If you aren't familiar with shader languages, a quick discussion is in order. Shaders are small, low-level programs that are compiled and run at specific stages in the graphics pipeline. Their specialty is very fast floating-point mathematical operations. The most common shader programs are:

Vertex shader—Executed for each vertex in a scene. This shader operates on vertex buffer elements provided to it by the calling app, and minimally results in a 4-component position vector that will be rasterized into a pixel position.
Pixel shader—Executed for each pixel in a render target. This shader receives rasterized coordinates from previous shader stages (in the simplest pipelines, this would be the vertex shader) and returns a color (or other 4-component value) for that pixel position, which is then written into a render target.

The DirectX app template provides very basic examples of these two types of shaders as SimpleVertexShader.hlsl and SimplePixelShader.hlsl.

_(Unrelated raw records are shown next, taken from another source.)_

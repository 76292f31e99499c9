// Copyright (c) 2024-2026 Martin Schröder <info@swedishembedded.com>
//
// SPDX-License-Identifier: MIT
use std::sync::Arc;

use async_trait::async_trait;
use engram_core::MemoryManager;
use serde_json::{json, Value};
use tracing::debug;

use crate::tool::{Tool, ToolContext, ToolResult};

const DEFAULT_LIMIT: usize = 10;

/// Pull an exact offset/limit slice of the archived conversation back into
/// the live context.
pub struct RecallConversationTool {
    pub manager: Arc<MemoryManager>,
}

#[async_trait]
impl Tool for RecallConversationTool {
    fn name(&self) -> &str {
        "recall_conversation"
    }

    fn description(&self) -> &str {
        "Recall a slice of the archived conversation by position (offset/limit from the \
         start of the session) and promote it into the live context. Budget-checked; \
         use clear_recalled_context to release it again."
    }

    fn parameters_schema(&self) -> Value {
        json!({
            "type": "object",
            "properties": {
                "offset": {
                    "type": "integer",
                    "minimum": 0,
                    "description": "Messages to skip from the start (default 0)"
                },
                "limit": {
                    "type": "integer",
                    "minimum": 1,
                    "description": "Maximum messages to recall (default 10)"
                }
            }
        })
    }

    async fn execute(&self, ctx: &ToolContext, input: Value) -> ToolResult {
        let session_id = match ctx.require_session() {
            Ok(id) => id,
            Err(e) => return ToolResult::err(e),
        };
        let offset = input
            .get("offset")
            .and_then(Value::as_u64)
            .map(|v| v as usize)
            .unwrap_or(0);
        let limit = input
            .get("limit")
            .and_then(Value::as_u64)
            .map(|v| v as usize)
            .unwrap_or(DEFAULT_LIMIT);
        debug!(session_id = %session_id, offset, limit, "recall_conversation");

        match self
            .manager
            .recall_conversation(session_id, offset, limit)
            .await
        {
            Ok(messages) => {
                let rendered: Vec<Value> = messages
                    .iter()
                    .map(|m| {
                        json!({
                            "role": m.role,
                            "content": m.content,
                            "timestamp": m.timestamp,
                        })
                    })
                    .collect();
                ToolResult::ok(json!({
                    "messages": rendered,
                    "returned_count": rendered.len(),
                    "offset": offset,
                }))
            }
            Err(e) => ToolResult::err(e),
        }
    }
}

// ─── Unit tests ──────────────────────────────────────────────────────────────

Shader programs are written in Microsoft High Level Shader Language (HLSL).HLSL syntax looks a lot like C, but without the pointers. Shader programs must be very compact and efficient. If your shader compiles to too many instructions, it cannot be run and an error is returned.

In Direct3D, shaders are not compiled at run time; they are always compiled to CSO files when the rest of the program is compiled. When you compile your app with Microsoft Visual Studio 2013, the HLSL files are compiled to CSO (.cso) files that your app must load. Make sure you include these CSO files with your app when you package it; they are assets just like meshes and textures.

Understand HLSL semantics

It's important to take a moment to discuss HLSL semantics before we continue, because they are often a point of confusion for new Direct3D developers. HLSL semantics are strings that identify a value passed between the app and a shader program. Although they can be any of a variety of possible strings, the best practice is to use a string like POSITION or COLOR that indicates the usage. You assign these semantics when you are constructing a constant buffer or input layout. You can also append a number between 0 and 7 to the semantic so that you use separate registers for similar values. For example: COLOR0, COLOR1, COLOR2...

Semantics that are prefixed with "SV_" are system value semantics that are written to by your shader program; your game itself (running on the CPU) cannot modify them. Typically, these semantics contain values that are inputs or outputs from another shader stage in the graphics pipeline, or that are generated entirely by the GPU.

Additionally, SV_ semantics have different behaviors when they are used to specify input to or output from a shader stage. For example, SV_POSITION (output) contains the vertex data transformed during the vertex shader stage, and SV_POSITION (input) contains the pixel position values interpolated during rasterization.

Here are a few common HLSL semantics:

POSITION(n) for vertex buffer data. SV_POSITION provides a pixel position to the pixel shader and cannot be written by your game.
NORMAL(n) for normal data provided by the vertex buffer.
TEXCOORD(n) for texture UV coordinate data supplied to a shader.
COLOR(n) for RGBA color data supplied to a shader. Note that it is treated identically to coordinate data; the semantic simply helps you identify that it is color data.
SV_Target[n] for writing from a pixel shader to a target texture or other pixel buffer.

We'll see some examples of HLSL semantics as we review the code from SimpleVertexShader.hlsl and SimplePixelShader.hlsl.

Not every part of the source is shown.